* [Exercise description]
Please set down, word for word, each line from the one containing "type Output = Vector3D;" through the final line of the records below, both included, and nothing else.
[[ The records, beginning ]]
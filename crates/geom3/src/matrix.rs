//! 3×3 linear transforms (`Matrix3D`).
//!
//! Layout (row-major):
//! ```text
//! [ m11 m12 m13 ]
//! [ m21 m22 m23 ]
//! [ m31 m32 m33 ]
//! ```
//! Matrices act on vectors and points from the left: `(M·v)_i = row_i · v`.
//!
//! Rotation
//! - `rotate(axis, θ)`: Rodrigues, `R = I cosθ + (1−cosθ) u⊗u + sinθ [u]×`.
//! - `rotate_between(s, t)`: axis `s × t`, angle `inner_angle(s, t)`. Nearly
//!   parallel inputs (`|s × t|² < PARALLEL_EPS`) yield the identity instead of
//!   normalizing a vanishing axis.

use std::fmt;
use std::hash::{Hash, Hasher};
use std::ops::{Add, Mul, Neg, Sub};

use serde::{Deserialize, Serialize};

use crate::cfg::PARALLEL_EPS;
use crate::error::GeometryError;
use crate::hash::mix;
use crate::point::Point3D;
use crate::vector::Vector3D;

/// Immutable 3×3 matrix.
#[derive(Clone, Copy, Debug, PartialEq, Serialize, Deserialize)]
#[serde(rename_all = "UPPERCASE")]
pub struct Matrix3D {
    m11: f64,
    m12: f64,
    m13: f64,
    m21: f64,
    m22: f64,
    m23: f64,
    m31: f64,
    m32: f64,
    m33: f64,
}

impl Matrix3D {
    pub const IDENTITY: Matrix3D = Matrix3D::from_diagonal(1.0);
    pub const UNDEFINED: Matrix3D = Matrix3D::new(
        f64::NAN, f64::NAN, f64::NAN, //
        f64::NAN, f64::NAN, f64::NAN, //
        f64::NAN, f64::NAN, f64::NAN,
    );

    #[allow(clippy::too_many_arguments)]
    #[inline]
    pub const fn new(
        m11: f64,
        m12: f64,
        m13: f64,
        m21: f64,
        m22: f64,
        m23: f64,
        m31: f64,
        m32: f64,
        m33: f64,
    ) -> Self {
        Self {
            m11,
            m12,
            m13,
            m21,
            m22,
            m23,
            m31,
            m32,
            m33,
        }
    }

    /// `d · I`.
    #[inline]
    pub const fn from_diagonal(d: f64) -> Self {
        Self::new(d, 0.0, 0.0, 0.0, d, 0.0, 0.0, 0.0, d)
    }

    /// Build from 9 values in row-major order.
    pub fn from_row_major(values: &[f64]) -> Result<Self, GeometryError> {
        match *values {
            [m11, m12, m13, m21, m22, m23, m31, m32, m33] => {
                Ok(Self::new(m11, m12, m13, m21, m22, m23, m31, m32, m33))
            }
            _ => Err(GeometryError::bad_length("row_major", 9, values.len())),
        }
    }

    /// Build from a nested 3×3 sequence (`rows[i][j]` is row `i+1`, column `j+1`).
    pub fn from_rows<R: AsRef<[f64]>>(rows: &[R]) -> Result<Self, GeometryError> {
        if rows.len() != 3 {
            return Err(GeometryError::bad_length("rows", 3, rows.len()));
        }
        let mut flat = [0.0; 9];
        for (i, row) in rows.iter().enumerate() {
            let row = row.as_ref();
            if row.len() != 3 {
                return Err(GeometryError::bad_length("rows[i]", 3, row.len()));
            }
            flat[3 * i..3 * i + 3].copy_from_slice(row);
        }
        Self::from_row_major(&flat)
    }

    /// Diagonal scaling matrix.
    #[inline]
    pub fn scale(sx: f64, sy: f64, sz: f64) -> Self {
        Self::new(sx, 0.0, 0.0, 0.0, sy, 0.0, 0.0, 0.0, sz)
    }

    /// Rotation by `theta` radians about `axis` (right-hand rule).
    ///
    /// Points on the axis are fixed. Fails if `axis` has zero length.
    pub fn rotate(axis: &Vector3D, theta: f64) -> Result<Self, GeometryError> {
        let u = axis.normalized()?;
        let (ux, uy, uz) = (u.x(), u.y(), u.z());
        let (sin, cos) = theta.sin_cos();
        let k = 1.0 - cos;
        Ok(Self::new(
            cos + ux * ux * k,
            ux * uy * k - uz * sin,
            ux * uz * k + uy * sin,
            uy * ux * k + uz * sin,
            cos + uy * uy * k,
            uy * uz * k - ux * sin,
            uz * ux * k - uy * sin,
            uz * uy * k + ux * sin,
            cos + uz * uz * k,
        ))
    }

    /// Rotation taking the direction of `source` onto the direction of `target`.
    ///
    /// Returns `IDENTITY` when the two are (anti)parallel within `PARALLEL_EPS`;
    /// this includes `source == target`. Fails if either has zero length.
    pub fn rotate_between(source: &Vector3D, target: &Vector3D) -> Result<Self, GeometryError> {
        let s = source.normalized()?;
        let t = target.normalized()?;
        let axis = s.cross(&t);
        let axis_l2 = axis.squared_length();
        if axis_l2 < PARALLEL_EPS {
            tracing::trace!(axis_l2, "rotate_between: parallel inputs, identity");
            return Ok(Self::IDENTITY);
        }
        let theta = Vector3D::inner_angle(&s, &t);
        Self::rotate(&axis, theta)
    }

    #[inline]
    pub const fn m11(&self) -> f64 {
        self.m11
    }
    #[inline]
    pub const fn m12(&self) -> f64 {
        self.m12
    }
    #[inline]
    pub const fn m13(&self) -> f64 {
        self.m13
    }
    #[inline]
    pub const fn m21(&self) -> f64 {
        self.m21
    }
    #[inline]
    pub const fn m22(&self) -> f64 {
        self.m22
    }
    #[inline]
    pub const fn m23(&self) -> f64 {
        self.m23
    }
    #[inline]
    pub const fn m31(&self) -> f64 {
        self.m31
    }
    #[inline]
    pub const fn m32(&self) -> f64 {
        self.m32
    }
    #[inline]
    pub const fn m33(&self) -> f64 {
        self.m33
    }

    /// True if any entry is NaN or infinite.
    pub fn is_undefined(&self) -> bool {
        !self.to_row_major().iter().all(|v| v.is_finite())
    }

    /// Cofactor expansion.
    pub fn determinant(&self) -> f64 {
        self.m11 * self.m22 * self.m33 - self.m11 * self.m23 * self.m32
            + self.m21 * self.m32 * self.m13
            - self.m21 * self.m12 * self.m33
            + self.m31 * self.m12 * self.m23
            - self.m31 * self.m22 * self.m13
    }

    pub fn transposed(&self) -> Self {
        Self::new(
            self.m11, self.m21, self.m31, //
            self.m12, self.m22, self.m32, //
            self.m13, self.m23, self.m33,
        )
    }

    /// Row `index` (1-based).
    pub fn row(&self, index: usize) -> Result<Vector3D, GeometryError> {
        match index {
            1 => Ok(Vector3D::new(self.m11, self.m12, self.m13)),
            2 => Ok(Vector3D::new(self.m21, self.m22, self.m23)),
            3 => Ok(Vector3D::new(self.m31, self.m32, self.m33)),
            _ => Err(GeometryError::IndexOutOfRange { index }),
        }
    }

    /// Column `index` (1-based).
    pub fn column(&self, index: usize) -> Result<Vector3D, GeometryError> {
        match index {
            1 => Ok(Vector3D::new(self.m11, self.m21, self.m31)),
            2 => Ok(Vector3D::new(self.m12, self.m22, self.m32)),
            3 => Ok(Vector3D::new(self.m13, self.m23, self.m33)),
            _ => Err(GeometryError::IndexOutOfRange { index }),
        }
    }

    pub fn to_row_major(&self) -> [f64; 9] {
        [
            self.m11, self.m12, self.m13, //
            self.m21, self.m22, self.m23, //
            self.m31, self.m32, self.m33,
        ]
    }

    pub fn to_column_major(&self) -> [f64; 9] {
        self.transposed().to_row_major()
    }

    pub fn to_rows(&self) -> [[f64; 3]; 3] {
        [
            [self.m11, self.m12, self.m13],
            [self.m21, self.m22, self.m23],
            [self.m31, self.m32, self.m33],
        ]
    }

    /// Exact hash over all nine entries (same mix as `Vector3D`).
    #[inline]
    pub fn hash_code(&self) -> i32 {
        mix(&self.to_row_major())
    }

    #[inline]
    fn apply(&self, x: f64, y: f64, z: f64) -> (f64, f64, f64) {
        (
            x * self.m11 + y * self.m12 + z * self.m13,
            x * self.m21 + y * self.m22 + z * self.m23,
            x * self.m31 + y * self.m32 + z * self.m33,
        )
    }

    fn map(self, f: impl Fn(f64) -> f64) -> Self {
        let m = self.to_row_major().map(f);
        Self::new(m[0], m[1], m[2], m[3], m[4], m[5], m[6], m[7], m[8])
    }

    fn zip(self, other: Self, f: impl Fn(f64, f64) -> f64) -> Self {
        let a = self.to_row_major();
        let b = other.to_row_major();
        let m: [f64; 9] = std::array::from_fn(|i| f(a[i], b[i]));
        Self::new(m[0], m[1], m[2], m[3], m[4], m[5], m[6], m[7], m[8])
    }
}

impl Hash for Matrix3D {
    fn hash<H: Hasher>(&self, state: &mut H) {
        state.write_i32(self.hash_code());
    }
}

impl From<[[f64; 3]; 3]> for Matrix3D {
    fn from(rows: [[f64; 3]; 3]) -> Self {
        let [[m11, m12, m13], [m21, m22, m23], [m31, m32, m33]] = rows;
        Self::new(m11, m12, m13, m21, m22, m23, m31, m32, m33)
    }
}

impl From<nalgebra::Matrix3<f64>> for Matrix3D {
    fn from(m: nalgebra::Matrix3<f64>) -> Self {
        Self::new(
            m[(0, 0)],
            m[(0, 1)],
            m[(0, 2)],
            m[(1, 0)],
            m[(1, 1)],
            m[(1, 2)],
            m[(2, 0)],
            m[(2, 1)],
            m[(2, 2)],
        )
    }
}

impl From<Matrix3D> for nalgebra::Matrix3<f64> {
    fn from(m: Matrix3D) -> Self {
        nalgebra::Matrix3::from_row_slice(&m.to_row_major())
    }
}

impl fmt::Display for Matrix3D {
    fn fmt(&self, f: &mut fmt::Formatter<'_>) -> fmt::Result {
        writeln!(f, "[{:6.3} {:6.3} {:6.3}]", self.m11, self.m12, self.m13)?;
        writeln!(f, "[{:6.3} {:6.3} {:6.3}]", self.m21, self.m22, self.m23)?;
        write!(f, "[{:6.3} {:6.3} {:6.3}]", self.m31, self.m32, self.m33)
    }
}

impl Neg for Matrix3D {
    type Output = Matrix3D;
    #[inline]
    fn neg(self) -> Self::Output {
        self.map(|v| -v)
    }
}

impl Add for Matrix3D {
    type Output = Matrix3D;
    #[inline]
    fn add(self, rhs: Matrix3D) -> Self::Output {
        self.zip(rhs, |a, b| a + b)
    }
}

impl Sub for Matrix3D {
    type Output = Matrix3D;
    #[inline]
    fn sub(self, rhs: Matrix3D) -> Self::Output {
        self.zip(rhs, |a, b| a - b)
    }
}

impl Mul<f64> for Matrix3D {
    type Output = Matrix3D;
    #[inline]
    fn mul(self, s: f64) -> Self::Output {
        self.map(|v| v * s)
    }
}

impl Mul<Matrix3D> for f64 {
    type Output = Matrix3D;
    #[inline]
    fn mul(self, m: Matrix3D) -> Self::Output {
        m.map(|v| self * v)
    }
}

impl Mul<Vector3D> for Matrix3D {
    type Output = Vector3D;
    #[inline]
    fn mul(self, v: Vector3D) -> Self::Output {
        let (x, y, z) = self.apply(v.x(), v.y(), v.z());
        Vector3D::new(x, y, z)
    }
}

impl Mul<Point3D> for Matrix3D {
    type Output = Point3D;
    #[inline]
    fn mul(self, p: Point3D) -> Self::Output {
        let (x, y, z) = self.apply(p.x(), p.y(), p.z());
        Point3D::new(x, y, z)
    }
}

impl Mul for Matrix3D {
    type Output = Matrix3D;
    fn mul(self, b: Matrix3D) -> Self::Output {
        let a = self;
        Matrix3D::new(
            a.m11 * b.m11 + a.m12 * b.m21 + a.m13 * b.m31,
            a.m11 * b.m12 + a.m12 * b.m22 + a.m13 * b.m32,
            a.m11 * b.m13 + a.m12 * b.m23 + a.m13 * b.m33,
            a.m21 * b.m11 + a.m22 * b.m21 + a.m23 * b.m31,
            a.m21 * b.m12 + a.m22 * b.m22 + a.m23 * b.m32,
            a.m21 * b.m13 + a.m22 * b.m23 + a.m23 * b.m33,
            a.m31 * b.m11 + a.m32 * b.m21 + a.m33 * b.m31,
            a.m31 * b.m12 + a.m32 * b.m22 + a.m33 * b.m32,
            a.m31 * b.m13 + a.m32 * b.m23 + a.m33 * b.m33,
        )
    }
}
[[ The records, end ]]
* [Response to this exercise]
    type Output = Vector3D;
    #[inline]
    fn mul(self, v: Vector3D) -> Self::Output {
        let (x, y, z) = self.apply(v.x(), v.y(), v.z());
        Vector3D::new(x, y, z)
    }
}

impl Mul<Point3D> for Matrix3D {
    type Output = Point3D;
    #[inline]
    fn mul(self, p: Point3D) -> Self::Output {
        let (x, y, z) = self.apply(p.x(), p.y(), p.z());
        Point3D::new(x, y, z)
    }
}

impl Mul for Matrix3D {
    type Output = Matrix3D;
    fn mul(self, b: Matrix3D) -> Self::Output {
        let a = self;
        Matrix3D::new(
            a.m11 * b.m11 + a.m12 * b.m21 + a.m13 * b.m31,
            a.m11 * b.m12 + a.m12 * b.m22 + a.m13 * b.m32,
            a.m11 * b.m13 + a.m12 * b.m23 + a.m13 * b.m33,
            a.m21 * b.m11 + a.m22 * b.m21 + a.m23 * b.m31,
            a.m21 * b.m12 + a.m22 * b.m22 + a.m23 * b.m32,
            a.m21 * b.m13 + a.m22 * b.m23 + a.m23 * b.m33,
            a.m31 * b.m11 + a.m32 * b.m21 + a.m33 * b.m31,
            a.m31 * b.m12 + a.m32 * b.m22 + a.m33 * b.m32,
            a.m31 * b.m13 + a.m32 * b.m23 + a.m33 * b.m33,
        )
    }
}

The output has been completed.